Encarei Nicolas. A irritação era evidente em seu rosto, mas havia algo mais ali, uma sombra de desespero, um pedido silencioso de ajuda que ele se recusava a verbalizar.

— Talvez… talvez eu possa ajudar — sugeri, sentindo a ousadia das minhas próprias palavras.

— Ajudar como? — perguntou Nicolas, o ceticismo estampado em cada traço de seu rosto.

— Não sei exatamente. Sou professora. Trabalho com crianças todos os dias. Talvez Ethan precise de alguém que… se conecte com ele.

Ele me observou por um longo momento, como se estivesse tentando ler meus pensamentos. Então, suspirou profundamente, um gesto que parecia carregar o peso do mundo.

— Suba.

A surpresa me paralisou por um instante, mas não hesitei. Ethan segurou minha mão novamente, e Nicolas nos guiou até um elevador privativo. Quando as portas se abriram para um apartamento que ocupava um andar inteiro, fiquei sem palavras. As janelas panorâmicas emolduravam uma vista deslumbrante da cidade, e a decoração, embora impecável, exalava uma frieza asséptica. Era um lar sem alma.

Ethan me puxou pela mão até um quarto que, apesar da quantidade de brinquedos intocados, parecia igualmente vazio. Não havia a bagunça típica de uma criança, apenas a ordem fria imposta pela ausência de vida.

— Este é meu quarto — disse ele, a voz carregada de uma tristeza profunda.

— É lindo, Ethan. Você tem muitos brinquedos.

Ele assentiu, mas seus olhos permaneceram opacos.

— O papai comprou tudo isso, mas… eu só queria a minha mamãe.

Ajoelhei-me à sua frente, sentindo a dor lancinante daquele pequeno coração.

— Eu sei que é difícil, Ethan, mas tenho certeza de que sua mãe está olhando por você, onde quer que ela esteja.

Ele assentiu lentamente, os olhos marejados.

— Você vai ficar?

Antes que eu pudesse responder, Nicolas surgiu na porta.

— Ethan, vá lavar as mãos. Vou pedir algo para comermos.

O menino hesitou, mas acabou obedecendo. Assim que ele saiu, Nicolas cruzou os braços e me encarou com uma intensidade que me intimidou.

— Escute, senhorita Duarte, não sei qual o seu interesse nisso, mas quero deixar uma coisa bem clara: eu não preciso da sua ajuda.

Imitei seu gesto, cruzando os braços também.

— Não parece estar lidando muito bem com a situação, senhor Santorini. Ethan está sofrendo, e o senhor está simplesmente ignorando isso.

Seus olhos se estreitaram, como se ele não estivesse acostumado a ser contrariado.

— E o que a senhorita sugere? Que eu a contrate como babá?

— Não sou babá. Sou professora.
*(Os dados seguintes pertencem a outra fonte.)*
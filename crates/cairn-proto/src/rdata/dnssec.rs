//! DNSSEC records (DNSKEY, RRSIG).
//!
//! These are carried and served as data only; nothing here signs or
//! validates.

use super::{base64_bytes, RDataType};
use crate::error::Result;
use crate::name::{read_name, Name};
use crate::rtype::{RecordType, Type};
use crate::wire::{WireReader, WireWriter};
use chrono::DateTime;
use data_encoding::BASE64;
use serde::{Deserialize, Serialize};
use std::fmt;

/// DNSKEY record - DNS public key (RFC 4034 §2).
#[derive(Debug, Clone, PartialEq, Eq, Hash, Serialize, Deserialize)]
pub struct DNSKEY {
    flags: u16,
    protocol: u8,
    algorithm: u8,
    #[serde(with = "base64_bytes")]
    key: Vec<u8>,
}

impl DNSKEY {
    /// Zone Key flag (bit 7).
    pub const FLAG_ZONE_KEY: u16 = 0x0100;
    /// Secure Entry Point flag (bit 15).
    pub const FLAG_SEP: u16 = 0x0001;

    /// Creates a new DNSKEY record.
    pub fn new(flags: u16, protocol: u8, algorithm: u8, key: impl Into<Vec<u8>>) -> Self {
        Self {
            flags,
            protocol,
            algorithm,
            key: key.into(),
        }
    }

    /// Returns the flags.
    #[inline]
    pub const fn flags(&self) -> u16 {
        self.flags
    }

    /// Returns the protocol octet (always 3 for DNSSEC).
    #[inline]
    pub const fn protocol(&self) -> u8 {
        self.protocol
    }

    /// Returns the algorithm number.
    #[inline]
    pub const fn algorithm(&self) -> u8 {
        self.algorithm
    }

    /// Returns the public key material.
    pub fn key(&self) -> &[u8] {
        &self.key
    }

    /// Returns true if the Zone Key flag is set.
    #[inline]
    pub const fn is_zone_key(&self) -> bool {
        self.flags & Self::FLAG_ZONE_KEY != 0
    }

    /// Returns true if the Secure Entry Point flag is set.
    #[inline]
    pub const fn is_secure_entry_point(&self) -> bool {
        self.flags & Self::FLAG_SEP != 0
    }

    /// Computes the key tag over the RDATA (RFC 4034 Appendix B).
    pub fn key_tag(&self) -> u16 {
        let header = [
            (self.flags >> 8) as u8,
            self.flags as u8,
            self.protocol,
            self.algorithm,
        ];
        let mut ac: u32 = 0;
        for (i, &byte) in header.iter().chain(self.key.iter()).enumerate() {
            ac += if i & 1 == 0 {
                u32::from(byte) << 8
            } else {
                u32::from(byte)
            };
        }
        ac += (ac >> 16) & 0xFFFF;
        (ac & 0xFFFF) as u16
    }
}

impl RDataType for DNSKEY {
    const TYPE: RecordType = RecordType::DNSKEY;

    fn decode(reader: &mut WireReader<'_>) -> Result<Self> {
        let flags = reader.read_u16()?;
        let protocol = reader.read_u8()?;
        let algorithm = reader.read_u8()?;
        let key = reader.read_rest()?.to_vec();
        Ok(Self::new(flags, protocol, algorithm, key))
    }

    fn encode(&self, writer: &mut WireWriter) -> Result<()> {
        writer.write_u16(self.flags);
        writer.write_u8(self.protocol);
        writer.write_u8(self.algorithm);
        writer.write_bytes(&self.key);
        Ok(())
    }
}

impl fmt::Display for DNSKEY {
    fn fmt(&self, f: &mut fmt::Formatter<'_>) -> fmt::Result {
        write!(
            f,
            "{} {} {} {} ; key id = {}",
            self.flags,
            self.protocol,
            self.algorithm,
            BASE64.encode(&self.key),
            self.key_tag()
        )
    }
}

/// RRSIG record - signature over an RRset (RFC 4034 §3).
///
/// Expiration and inception are seconds since the epoch.
#[derive(Debug, Clone, PartialEq, Eq, Hash, Serialize, Deserialize)]
pub struct RRSIG {
    type_covered: Type,
    algorithm: u8,
    labels: u8,
    original_ttl: u32,
    expiration: u32,
    inception: u32,
    key_tag: u16,
    signer: Name,
    #[serde(with = "base64_bytes")]
    signature: Vec<u8>,
}

impl RRSIG {
    /// Creates a new RRSIG record.
    #[allow(clippy::too_many_arguments)]
    pub fn new(
        type_covered: Type,
        algorithm: u8,
        labels: u8,
        original_ttl: u32,
        expiration: u32,
        inception: u32,
        key_tag: u16,
        signer: Name,
        signature: impl Into<Vec<u8>>,
    ) -> Self {
        Self {
            type_covered,
            algorithm,
            labels,
            original_ttl,
            expiration,
            inception,
            key_tag,
            signer,
            signature: signature.into(),
        }
    }

    /// Returns the type this signature covers.
    #[inline]
    pub const fn type_covered(&self) -> Type {
        self.type_covered
    }

    /// Returns the algorithm number.
    #[inline]
    pub const fn algorithm(&self) -> u8 {
        self.algorithm
    }

    /// Returns the label count of the signed owner.
    #[inline]
    pub const fn labels(&self) -> u8 {
        self.labels
    }

    /// Returns the original TTL.
    #[inline]
    pub const fn original_ttl(&self) -> u32 {
        self.original_ttl
    }

    /// Returns the expiration time.
    #[inline]
    pub const fn expiration(&self) -> u32 {
        self.expiration
    }

    /// Returns the inception time.
    #[inline]
    pub const fn inception(&self) -> u32 {
        self.inception
    }

    /// Returns the key tag of the signing key.
    #[inline]
    pub const fn key_tag(&self) -> u16 {
        self.key_tag
    }

    /// Returns the signer's name.
    #[inline]
    pub fn signer(&self) -> &Name {
        &self.signer
    }

    /// Returns the signature bytes.
    pub fn signature(&self) -> &[u8] {
        &self.signature
    }
}

impl RDataType for RRSIG {
    const TYPE: RecordType = RecordType::RRSIG;

    fn decode(reader: &mut WireReader<'_>) -> Result<Self> {
        Ok(Self {
            type_covered: Type::from_u16(reader.read_u16()?),
            algorithm: reader.read_u8()?,
            labels: reader.read_u8()?,
            original_ttl: reader.read_u32()?,
            expiration: reader.read_u32()?,
            inception: reader.read_u32()?,
            key_tag: reader.read_u16()?,
            signer: read_name(reader)?,
            signature: reader.read_rest()?.to_vec(),
        })
    }

    fn encode(&self, writer: &mut WireWriter) -> Result<()> {
        writer.write_u16(self.type_covered.to_u16());
        writer.write_u8(self.algorithm);
        writer.write_u8(self.labels);
        writer.write_u32(self.original_ttl);
        writer.write_u32(self.expiration);
        writer.write_u32(self.inception);
        writer.write_u16(self.key_tag);
        // Signer name is never compressed (RFC 4034 §3.1.7).
        self.signer.write_to(writer);
        writer.write_bytes(&self.signature);
        Ok(())
    }
}

/// Renders a signature timestamp as `YYYYMMDDHHmmSS` in UTC.
fn signature_time(secs: u32) -> String {
    DateTime::from_timestamp(i64::from(secs), 0)
        .map_or_else(|| secs.to_string(), |t| t.format("%Y%m%d%H%M%S").to_string())
}

impl fmt::Display for RRSIG {
    fn fmt(&self, f: &mut fmt::Formatter<'_>) -> fmt::Result {
        write!(
            f,
            "{} {} {} {} {} {} {} {} {}",
            self.type_covered,
            self.algorithm,
            self.labels,
            self.original_ttl,
            signature_time(self.expiration),
            signature_time(self.inception),
            self.key_tag,
            self.signer,
            BASE64.encode(&self.signature)
        )
    }
}

#[cfg(test)]
mod tests {
    use super::*;
    use std::str::FromStr;

    // Root KSK-2010 (key id 19036), algorithm 8.
    const ROOT_KSK: &str = "AwEAAagAIKlVZrpC6Ia7gEzahOR+9W29euxhJhVVLOyQbSEW0O8gcCjFFVQUTf6v58fLjwBd0YI0EzrAcQqBGCzh/RStIoO8g0NfnfL2MTJRkxoXbfDaUeVPQuYEhg37NZWAJQ9VnMVDxP/VHL496M/QZxkjf5/Efucp2gaDX6RS6CXpoY68LsvPVjR0ZSwzz1apAzvN9dlzEheX7ICJBBtuA6G3LQpzW5hOA2hzCTMjJPJ8LbqF6dsV6DoBQzgul0sGIcGOYl7OyQdXfZ57relSQageu+ipAdTTJ25AsRTAoub8ONGcLmqrAmRLKBP1dfwhYB4N7knNnulqQxA+Uk1ihz0=";

    #[test]
    fn test_key_tag() {
        let key = BASE64.decode(ROOT_KSK.as_bytes()).unwrap();
        let dnskey = DNSKEY::new(257, 3, 8, key);
        assert_eq!(dnskey.key_tag(), 19036);
        assert!(dnskey.is_zone_key());
        assert!(dnskey.is_secure_entry_point());
    }

    #[test]
    fn test_zone_signing_key_flags() {
        let zsk = DNSKEY::new(256, 3, 13, vec![1, 2, 3, 4]);
        assert!(zsk.is_zone_key());
        assert!(!zsk.is_secure_entry_point());
    }

    #[test]
    fn test_dnskey_serde_base64() {
        let dnskey = DNSKEY::new(256, 3, 13, vec![0xde, 0xad, 0xbe, 0xef]);
        let json = serde_json::to_value(&dnskey).unwrap();
        assert_eq!(json["key"], "3q2+7w==");
        let back: DNSKEY = serde_json::from_value(json).unwrap();
        assert_eq!(back, dnskey);
    }

    #[test]
    fn test_rrsig_display_timestamps() {
        let rrsig = RRSIG::new(
            Type::Known(RecordType::A),
            13,
            2,
            3600,
            1_700_000_000,
            1_699_000_000,
            12345,
            Name::from_str("example.com").unwrap(),
            vec![1, 2, 3],
        );
        let text = rrsig.to_string();
        assert!(text.starts_with("A 13 2 3600 20231114221320 20231103082640 12345 example.com."));
    }

    #[test]
    fn test_rrsig_wire() {
        let rrsig = RRSIG::new(
            Type::Known(RecordType::MX),
            8,
            2,
            300,
            10,
            5,
            7,
            Name::from_str("example.com").unwrap(),
            vec![9; 8],
        );
        let mut writer = WireWriter::new(64);
        rrsig.encode(&mut writer).unwrap();
        let bytes = writer.freeze();
        assert_eq!(bytes.len(), 18 + 13 + 8);
        let decoded = RRSIG::decode(&mut WireReader::new(&bytes)).unwrap();
        assert_eq!(decoded, rrsig);
    }
}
E talvez Ethan precise de algo mais do que brinquedos caros e um apartamento de luxo. Talvez ele precise de… conexão.

Por um instante, temi que ele me expulsasse dali. Mas, para minha surpresa, ele suspirou novamente, um som carregado de exaustão.

— Certo. Vou permitir que passe um tempo com ele. Mas apenas até que ele… supere isso. — A forma como ele me olhou, como se eu fosse uma intrusa em seu mundo perfeito, deixou claro que aquela era uma concessão relutante.

Percebi que, por trás da fachada fria e autoritária, Nicolas também estava perdido. Talvez Ethan não fosse o único a precisar de ajuda.